What needs to be done> Your answer must consist solely of the lines from the start of the entries below through the line with "backend initialization fails).", unchanged.

(Dataset entries)
++++++++

//! # peek-client
//!
//! HTTP client for the PricePeek comparison service.
//!
//! Issues `GET {base_url}/compare/{query}` with the query percent-encoded as a
//! single path segment and hands back the parsed [`ComparisonResponse`]. The
//! client never retries and never inspects prices; interpreting the body is
//! the request controller's job.

mod error;
mod http;

pub use error::ClientError;

use peek_config::ServiceConfig;
use peek_core::{ComparisonResponse, ComparisonSource, FetchError, SearchQuery};

/// Client for the remote comparison endpoint.
#[derive(Debug, Clone)]
pub struct ComparisonClient {
    http: reqwest::Client,
    base_url: String,
}

impl ComparisonClient {
    /// Build a client from the service section of the configuration.
    ///
    /// # Errors
    ///
    /// Returns [`ClientError::Http`] if the underlying `reqwest::Client`
    /// cannot be built (e.g. TLS backend initialization fails).
    pub fn new(config: &ServiceConfig) -> Result<Self, ClientError> {
        let mut builder = reqwest::Client::builder().user_agent(config.user_agent.clone());
        if let Some(timeout) = config.timeout() {
            builder = builder.timeout(timeout);
        }

        Ok(Self {
            http: builder.build()?,
            base_url: config.base_url().to_string(),
        })
    }

    /// Base URL requests are issued against, without trailing slash.
    #[must_use]
    pub fn base_url(&self) -> &str {
        &self.base_url
    }

    /// Full request URL for `query`.
    #[must_use]
    pub fn compare_url(&self, query: &SearchQuery) -> String {
        format!("{}/compare/{}", self.base_url, query.encoded())
    }

    /// Ask the service to compare prices for `query`.
    ///
    /// A body carrying a non-empty `error` is returned as `Ok`, whatever the
    /// status code.
    ///
    /// # Errors
    ///
    /// Returns [`ClientError`] if the request fails, the service returns a
    /// non-success status without an `error` body, or the body is not a
    /// comparison object.
    pub async fn compare(&self, query: &SearchQuery) -> Result<ComparisonResponse, ClientError> {
        let url = self.compare_url(query);
        tracing::debug!(%url, "requesting comparison");

        let resp = self.http.get(&url).send().await?;
        http::read_comparison(resp).await
    }
}

impl ComparisonSource for ComparisonClient {
    async fn fetch(&self, query: &SearchQuery) -> Result<ComparisonResponse, FetchError> {
        self.compare(query).await.map_err(|e| {
            tracing::warn!(query = %query, error = %e, "comparison request failed");
            FetchError::new(e.to_string())
        })
    }
}

#[cfg(test)]
mod tests {
    use super::*;

    fn client(base_url: &str) -> ComparisonClient {
        ComparisonClient::new(&ServiceConfig {
            base_url: base_url.to_string(),
            ..ServiceConfig::default()
        })
        .unwrap()
    }

    #[test]
    fn compare_url_encodes_query_as_one_segment() {
        let client = client("https://price-peek-api.vercel.app");
        let query = SearchQuery::parse(" iPhone 15 Pro/Max ").unwrap();
        assert_eq!(
            client.compare_url(&query),
            "https://price-peek-api.vercel.app/compare/iPhone%2015%20Pro%2FMax"
        );
    }

    #[test]
    fn trailing_slash_in_base_url_is_dropped() {
        let client = client("http://localhost:8000/");
        assert_eq!(client.base_url(), "http://localhost:8000");
        let query = SearchQuery::parse("tv").unwrap();
        assert_eq!(client.compare_url(&query), "http://localhost:8000/compare/tv");
    }

    #[test]
    fn builds_without_timeout() {
        let config = ServiceConfig {
            timeout_secs: 0,
            ..ServiceConfig::default()
        };
        assert!(ComparisonClient::new(&config).is_ok());
    }

    #[tokio::test]
    #[ignore] // requires network
    async fn live_compare() {
        let client = ComparisonClient::new(&ServiceConfig::default()).unwrap();
        let query = SearchQuery::parse("iPhone 15").unwrap();
        match client.compare(&query).await {
            Ok(body) => println!("{body:#?}"),
            Err(e) => println!("ERROR: {e}"),
        }
    }
}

++++++++

Answer to this exercise>
//! # peek-client
//!
//! HTTP client for the PricePeek comparison service.
//!
//! Issues `GET {base_url}/compare/{query}` with the query percent-encoded as a
//! single path segment and hands back the parsed [`ComparisonResponse`]. The
//! client never retries and never inspects prices; interpreting the body is
//! the request controller's job.

mod error;
mod http;

pub use error::ClientError;

use peek_config::ServiceConfig;
use peek_core::{ComparisonResponse, ComparisonSource, FetchError, SearchQuery};

/// Client for the remote comparison endpoint.
#[derive(Debug, Clone)]
pub struct ComparisonClient {
    http: reqwest::Client,
    base_url: String,
}

impl ComparisonClient {
    /// Build a client from the service section of the configuration.
    ///
    /// # Errors
    ///
    /// Returns [`ClientError::Http`] if the underlying `reqwest::Client`
    /// cannot be built (e.g. TLS backend initialization fails).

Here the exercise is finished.